Prompt: When the line containing "a given instant." appears in the entries below, begin printing there and stop after the line containing "the payload shape."; print each of those lines exactly and no other line.

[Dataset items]

● ● ●

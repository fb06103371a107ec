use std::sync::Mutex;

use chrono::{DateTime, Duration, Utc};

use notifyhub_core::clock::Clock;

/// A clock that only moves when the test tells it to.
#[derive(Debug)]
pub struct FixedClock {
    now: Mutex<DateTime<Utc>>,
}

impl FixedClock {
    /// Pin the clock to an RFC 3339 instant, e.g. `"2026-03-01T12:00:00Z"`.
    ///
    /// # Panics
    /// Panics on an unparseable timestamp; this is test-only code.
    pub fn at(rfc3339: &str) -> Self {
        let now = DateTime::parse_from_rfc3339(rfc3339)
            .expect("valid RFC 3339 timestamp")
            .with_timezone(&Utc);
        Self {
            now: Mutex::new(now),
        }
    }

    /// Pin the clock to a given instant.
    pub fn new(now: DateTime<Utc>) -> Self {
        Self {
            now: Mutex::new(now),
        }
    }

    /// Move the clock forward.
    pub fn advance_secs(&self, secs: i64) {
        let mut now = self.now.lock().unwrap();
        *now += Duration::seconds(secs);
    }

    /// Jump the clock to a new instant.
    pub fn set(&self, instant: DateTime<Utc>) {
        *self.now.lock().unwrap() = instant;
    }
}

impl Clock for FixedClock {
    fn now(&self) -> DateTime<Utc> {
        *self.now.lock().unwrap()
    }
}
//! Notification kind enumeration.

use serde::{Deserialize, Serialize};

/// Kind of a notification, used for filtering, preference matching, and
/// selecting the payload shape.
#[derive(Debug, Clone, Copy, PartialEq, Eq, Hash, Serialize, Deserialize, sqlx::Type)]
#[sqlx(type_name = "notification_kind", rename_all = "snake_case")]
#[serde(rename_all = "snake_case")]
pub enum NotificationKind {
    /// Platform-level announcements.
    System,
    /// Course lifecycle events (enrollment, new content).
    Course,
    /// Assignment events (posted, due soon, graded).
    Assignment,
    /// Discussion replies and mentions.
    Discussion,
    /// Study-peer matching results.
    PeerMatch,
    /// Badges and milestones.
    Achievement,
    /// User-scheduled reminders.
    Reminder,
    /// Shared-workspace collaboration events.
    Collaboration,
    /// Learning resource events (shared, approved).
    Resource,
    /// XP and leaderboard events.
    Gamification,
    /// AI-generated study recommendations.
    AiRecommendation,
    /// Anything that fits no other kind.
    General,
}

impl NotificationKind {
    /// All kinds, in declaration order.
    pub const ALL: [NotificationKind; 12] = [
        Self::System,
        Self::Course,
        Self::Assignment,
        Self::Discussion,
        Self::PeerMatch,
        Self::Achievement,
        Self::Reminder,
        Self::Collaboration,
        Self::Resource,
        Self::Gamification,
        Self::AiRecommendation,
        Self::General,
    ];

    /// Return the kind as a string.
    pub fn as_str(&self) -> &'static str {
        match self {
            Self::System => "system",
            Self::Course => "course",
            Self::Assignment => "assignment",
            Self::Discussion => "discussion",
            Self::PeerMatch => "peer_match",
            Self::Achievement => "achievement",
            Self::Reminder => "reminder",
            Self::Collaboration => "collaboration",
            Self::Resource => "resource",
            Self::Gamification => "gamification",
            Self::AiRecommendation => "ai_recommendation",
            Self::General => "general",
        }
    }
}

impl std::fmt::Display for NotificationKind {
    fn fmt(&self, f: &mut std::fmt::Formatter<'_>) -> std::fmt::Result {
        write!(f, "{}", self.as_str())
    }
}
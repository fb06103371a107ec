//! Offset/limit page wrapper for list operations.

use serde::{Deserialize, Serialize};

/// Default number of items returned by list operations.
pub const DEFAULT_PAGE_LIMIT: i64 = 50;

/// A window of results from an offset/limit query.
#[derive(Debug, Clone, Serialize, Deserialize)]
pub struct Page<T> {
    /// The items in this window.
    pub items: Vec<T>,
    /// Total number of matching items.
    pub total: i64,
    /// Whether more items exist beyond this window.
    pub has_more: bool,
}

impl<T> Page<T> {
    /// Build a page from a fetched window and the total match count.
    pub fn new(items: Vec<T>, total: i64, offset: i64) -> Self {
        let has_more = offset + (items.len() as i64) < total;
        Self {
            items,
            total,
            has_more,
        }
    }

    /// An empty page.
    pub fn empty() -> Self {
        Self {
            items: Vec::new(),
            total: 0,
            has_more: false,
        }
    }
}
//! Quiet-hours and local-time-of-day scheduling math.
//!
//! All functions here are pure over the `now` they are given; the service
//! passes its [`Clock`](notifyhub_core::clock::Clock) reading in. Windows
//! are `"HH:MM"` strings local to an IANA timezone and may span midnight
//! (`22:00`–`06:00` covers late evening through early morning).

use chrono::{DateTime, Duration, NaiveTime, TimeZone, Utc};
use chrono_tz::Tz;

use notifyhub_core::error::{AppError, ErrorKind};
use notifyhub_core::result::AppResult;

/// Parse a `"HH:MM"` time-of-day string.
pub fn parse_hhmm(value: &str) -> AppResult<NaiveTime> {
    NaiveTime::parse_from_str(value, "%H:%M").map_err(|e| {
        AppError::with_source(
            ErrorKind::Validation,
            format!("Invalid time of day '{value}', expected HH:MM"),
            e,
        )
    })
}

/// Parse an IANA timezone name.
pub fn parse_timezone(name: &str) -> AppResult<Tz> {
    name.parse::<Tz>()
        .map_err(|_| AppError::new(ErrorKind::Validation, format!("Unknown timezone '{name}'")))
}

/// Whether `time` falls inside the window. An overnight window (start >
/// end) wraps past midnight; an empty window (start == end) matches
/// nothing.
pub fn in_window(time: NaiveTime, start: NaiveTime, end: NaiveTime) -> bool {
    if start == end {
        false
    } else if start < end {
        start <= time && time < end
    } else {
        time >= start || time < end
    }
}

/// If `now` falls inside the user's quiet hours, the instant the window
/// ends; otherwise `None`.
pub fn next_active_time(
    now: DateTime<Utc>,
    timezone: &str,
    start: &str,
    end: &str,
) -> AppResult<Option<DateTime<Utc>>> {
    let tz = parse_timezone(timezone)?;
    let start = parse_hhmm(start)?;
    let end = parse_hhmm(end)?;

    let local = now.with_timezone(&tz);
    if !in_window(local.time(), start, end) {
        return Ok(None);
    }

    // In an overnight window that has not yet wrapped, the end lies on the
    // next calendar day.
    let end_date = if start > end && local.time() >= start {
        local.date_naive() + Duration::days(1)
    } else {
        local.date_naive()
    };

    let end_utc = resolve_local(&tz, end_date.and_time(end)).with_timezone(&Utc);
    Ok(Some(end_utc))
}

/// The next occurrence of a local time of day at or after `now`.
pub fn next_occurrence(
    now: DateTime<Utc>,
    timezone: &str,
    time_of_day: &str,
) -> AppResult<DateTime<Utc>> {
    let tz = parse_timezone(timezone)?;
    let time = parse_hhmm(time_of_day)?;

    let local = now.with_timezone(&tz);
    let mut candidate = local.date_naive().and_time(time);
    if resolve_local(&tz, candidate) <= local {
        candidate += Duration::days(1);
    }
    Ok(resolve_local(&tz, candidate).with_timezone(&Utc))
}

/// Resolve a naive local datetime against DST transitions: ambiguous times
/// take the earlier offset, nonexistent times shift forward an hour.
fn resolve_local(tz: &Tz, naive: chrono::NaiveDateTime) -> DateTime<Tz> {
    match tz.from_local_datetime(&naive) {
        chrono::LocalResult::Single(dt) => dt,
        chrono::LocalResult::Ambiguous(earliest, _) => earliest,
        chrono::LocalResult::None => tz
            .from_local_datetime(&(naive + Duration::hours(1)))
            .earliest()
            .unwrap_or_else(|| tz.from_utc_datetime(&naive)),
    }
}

● ● ●

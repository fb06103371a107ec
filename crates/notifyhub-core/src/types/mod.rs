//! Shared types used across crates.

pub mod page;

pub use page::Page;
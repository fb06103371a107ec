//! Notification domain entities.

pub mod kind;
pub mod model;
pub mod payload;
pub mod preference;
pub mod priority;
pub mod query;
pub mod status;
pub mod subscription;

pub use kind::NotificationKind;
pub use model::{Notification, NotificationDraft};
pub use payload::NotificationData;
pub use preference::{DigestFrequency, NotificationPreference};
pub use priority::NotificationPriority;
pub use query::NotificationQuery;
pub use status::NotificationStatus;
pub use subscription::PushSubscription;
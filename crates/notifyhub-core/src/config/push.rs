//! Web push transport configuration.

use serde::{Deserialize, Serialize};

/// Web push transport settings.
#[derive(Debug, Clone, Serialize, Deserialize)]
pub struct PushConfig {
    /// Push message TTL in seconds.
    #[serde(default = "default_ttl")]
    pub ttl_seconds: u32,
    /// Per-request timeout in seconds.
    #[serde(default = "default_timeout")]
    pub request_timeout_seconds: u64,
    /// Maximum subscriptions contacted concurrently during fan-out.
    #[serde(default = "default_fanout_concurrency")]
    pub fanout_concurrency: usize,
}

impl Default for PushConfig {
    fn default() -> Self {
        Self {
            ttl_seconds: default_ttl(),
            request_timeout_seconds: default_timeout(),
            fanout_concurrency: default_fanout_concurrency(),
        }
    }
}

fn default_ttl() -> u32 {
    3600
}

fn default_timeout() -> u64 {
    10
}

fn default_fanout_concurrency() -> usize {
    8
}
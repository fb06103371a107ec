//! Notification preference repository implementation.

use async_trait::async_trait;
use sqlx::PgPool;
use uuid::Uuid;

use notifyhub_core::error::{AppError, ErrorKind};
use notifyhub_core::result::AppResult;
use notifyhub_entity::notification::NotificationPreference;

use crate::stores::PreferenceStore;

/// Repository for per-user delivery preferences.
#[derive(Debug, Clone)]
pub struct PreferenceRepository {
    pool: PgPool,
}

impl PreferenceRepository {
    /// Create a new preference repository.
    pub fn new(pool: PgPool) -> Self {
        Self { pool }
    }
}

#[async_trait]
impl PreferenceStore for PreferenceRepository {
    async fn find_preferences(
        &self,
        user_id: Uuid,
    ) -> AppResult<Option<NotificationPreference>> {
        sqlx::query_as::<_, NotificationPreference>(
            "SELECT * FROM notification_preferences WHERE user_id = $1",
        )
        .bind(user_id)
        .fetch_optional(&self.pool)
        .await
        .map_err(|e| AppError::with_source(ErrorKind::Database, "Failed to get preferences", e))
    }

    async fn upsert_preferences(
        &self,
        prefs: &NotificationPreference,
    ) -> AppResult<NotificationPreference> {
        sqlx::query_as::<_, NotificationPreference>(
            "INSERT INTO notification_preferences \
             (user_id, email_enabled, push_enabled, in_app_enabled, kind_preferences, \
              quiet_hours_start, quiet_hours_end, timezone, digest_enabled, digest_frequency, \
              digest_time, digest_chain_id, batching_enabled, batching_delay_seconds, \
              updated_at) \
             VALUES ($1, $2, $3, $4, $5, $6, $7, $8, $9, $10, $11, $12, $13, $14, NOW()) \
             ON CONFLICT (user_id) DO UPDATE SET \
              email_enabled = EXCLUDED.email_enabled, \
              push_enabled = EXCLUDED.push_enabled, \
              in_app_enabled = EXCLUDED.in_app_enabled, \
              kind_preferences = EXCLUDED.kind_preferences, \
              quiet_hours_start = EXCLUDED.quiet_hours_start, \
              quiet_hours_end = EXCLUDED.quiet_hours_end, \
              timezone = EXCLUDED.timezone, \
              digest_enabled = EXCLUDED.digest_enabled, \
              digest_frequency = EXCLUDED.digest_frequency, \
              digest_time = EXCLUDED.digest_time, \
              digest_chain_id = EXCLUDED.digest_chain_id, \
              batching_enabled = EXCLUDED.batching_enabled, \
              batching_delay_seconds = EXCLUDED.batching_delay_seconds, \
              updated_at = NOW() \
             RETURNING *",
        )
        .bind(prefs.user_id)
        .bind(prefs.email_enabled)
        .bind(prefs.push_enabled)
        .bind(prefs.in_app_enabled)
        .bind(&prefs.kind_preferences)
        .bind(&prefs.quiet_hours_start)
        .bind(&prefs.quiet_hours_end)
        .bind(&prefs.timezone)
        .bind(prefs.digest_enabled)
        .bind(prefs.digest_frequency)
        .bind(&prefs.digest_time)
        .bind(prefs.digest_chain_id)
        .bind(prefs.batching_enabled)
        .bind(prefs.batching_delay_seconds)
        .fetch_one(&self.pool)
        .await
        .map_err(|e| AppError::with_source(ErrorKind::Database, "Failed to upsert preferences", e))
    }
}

● ● ●

Written response:
    /// Pin the clock to a given instant.
    pub fn new(now: DateTime<Utc>) -> Self {
        Self {
            now: Mutex::new(now),
        }
    }

    /// Move the clock forward.
    pub fn advance_secs(&self, secs: i64) {
        let mut now = self.now.lock().unwrap();
        *now += Duration::seconds(secs);
    }

    /// Jump the clock to a new instant.
    pub fn set(&self, instant: DateTime<Utc>) {
        *self.now.lock().unwrap() = instant;
    }
}

impl Clock for FixedClock {
    fn now(&self) -> DateTime<Utc> {
        *self.now.lock().unwrap()
    }
}
//! Notification kind enumeration.

use serde::{Deserialize, Serialize};

/// Kind of a notification, used for filtering, preference matching, and
/// selecting the payload shape.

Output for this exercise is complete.